//! Transition command - move one item
//!
//! The kind of move follows from the flags: `--motive` scraps, `--diagnose`
//! records a diagnosis, `--repair` closes a repair, anything else is a
//! plain move to `--to`.

use crate::cli::context::GlobalArgs;
use crate::cli::error::{helpful, HelpfulError};
use crate::cli::output::{format_time, or_dash, print_json, print_table};
use lineflow_db::TransitionRecord;
use lineflow_lifecycle::{DiagnosisRequest, Payload, Phase, RepairResolution, ScrapDetail, ScrapRequest};

#[derive(Debug)]
pub struct TransitionArgs {
    pub serial: String,
    pub to: Phase,
    pub motive: Option<String>,
    pub detail: Option<String>,
    pub diagnosis_code: Option<String>,
    pub diagnose: Vec<String>,
    pub repair: Vec<String>,
    pub technician: Option<String>,
    pub note: Option<String>,
    pub json: bool,
}

/// Build the payload the flags describe. At most one subflow may be named.
pub fn build_payload(args: &TransitionArgs) -> anyhow::Result<Payload> {
    let named = [args.motive.is_some(), !args.diagnose.is_empty(), !args.repair.is_empty()]
        .iter()
        .filter(|&&set| set)
        .count();
    if named > 1 {
        return Err(HelpfulError::new("Conflicting flags")
            .with_context("--motive, --diagnose and --repair each describe a different move")
            .with_suggestion("TRY: Pass only one of them")
            .into());
    }

    if let Some(motive) = &args.motive {
        return Ok(Payload::Scrap(ScrapRequest {
            motive: motive.clone(),
            detail: args.detail.as_deref().map(ScrapDetail::normalize),
            diagnosis_code: args.diagnosis_code.clone(),
            note: args.note.clone(),
        }));
    }
    if !args.diagnose.is_empty() {
        return Ok(Payload::Diagnosis(DiagnosisRequest {
            codes: args.diagnose.clone(),
            requires_repair: args.to == Phase::Reparacion,
            technician: args.technician.clone(),
            observations: args.note.clone(),
        }));
    }
    if !args.repair.is_empty() {
        return Ok(Payload::Resolution(RepairResolution {
            success: args.to != Phase::Scrap,
            codes: args.repair.clone(),
            technician: args.technician.clone(),
            observations: args.note.clone(),
        }));
    }
    Ok(match &args.note {
        Some(note) => Payload::Note(note.clone()),
        None => Payload::None,
    })
}

pub fn run(global: GlobalArgs, args: TransitionArgs) -> anyhow::Result<()> {
    let actor = global.actor()?;
    let payload = build_payload(&args)?;

    let rt = crate::cli::runtime()?;
    let outcome = rt.block_on(async {
        let engine = global.open_engine().await?;
        helpful(engine.transition(&args.serial, args.to, &actor, payload).await)
    })?;

    if args.json {
        return print_json(&outcome);
    }
    println!("{} is now in {}", outcome.item.serial, outcome.item.phase);
    print_records(&outcome.records);
    Ok(())
}

pub fn print_records(records: &[TransitionRecord]) {
    print_table(
        &["WHEN", "SERIAL", "FROM", "TO", "DISPOSITION", "MOTIVE", "DIAG", "REPAIR", "USER", "NOTE"],
        records
            .iter()
            .map(|r| {
                vec![
                    format_time(r.created_at),
                    r.serial.clone(),
                    or_dash(r.previous_phase),
                    r.phase.to_string(),
                    r.disposition.clone(),
                    or_dash(r.scrap_motive),
                    or_dash(r.diagnosis_code.as_deref()),
                    or_dash(r.repair_code.as_deref()),
                    r.user_id.clone(),
                    or_dash(r.note.as_deref()),
                ]
            })
            .collect(),
    );
}

#[cfg(test)]
mod tests {
    use super::*;

    fn args(to: Phase) -> TransitionArgs {
        TransitionArgs {
            serial: "ABC123456".into(),
            to,
            motive: None,
            detail: None,
            diagnosis_code: None,
            diagnose: Vec::new(),
            repair: Vec::new(),
            technician: None,
            note: None,
            json: false,
        }
    }

    #[test]
    fn test_plain_move() {
        assert_eq!(build_payload(&args(Phase::Ensamble)).unwrap(), Payload::None);
    }

    #[test]
    fn test_failed_repair_targets_scrap() {
        let mut a = args(Phase::Scrap);
        a.repair = vec!["SC1".into()];
        a.technician = Some("J.Perez".into());
        match build_payload(&a).unwrap() {
            Payload::Resolution(r) => assert!(!r.success),
            other => panic!("unexpected payload: {other:?}"),
        }
    }

    #[test]
    fn test_diagnosis_into_repair() {
        let mut a = args(Phase::Reparacion);
        a.diagnose = vec!["D002".into()];
        match build_payload(&a).unwrap() {
            Payload::Diagnosis(d) => assert!(d.requires_repair),
            other => panic!("unexpected payload: {other:?}"),
        }
    }

    #[test]
    fn test_conflicting_subflows() {
        let mut a = args(Phase::Scrap);
        a.motive = Some("COSMETICA".into());
        a.repair = vec!["SC1".into()];
        assert!(build_payload(&a).is_err());
    }
}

_EXERCISE BRIEF_: Take every line from the records that holds "return" and copy it down.

_PROBLEM SOLUTION_:
        return Err(HelpfulError::new("Conflicting flags")
        return Ok(Payload::Scrap(ScrapRequest {
        return Ok(Payload::Diagnosis(DiagnosisRequest {
        return Ok(Payload::Resolution(RepairResolution {
        return print_json(&outcome);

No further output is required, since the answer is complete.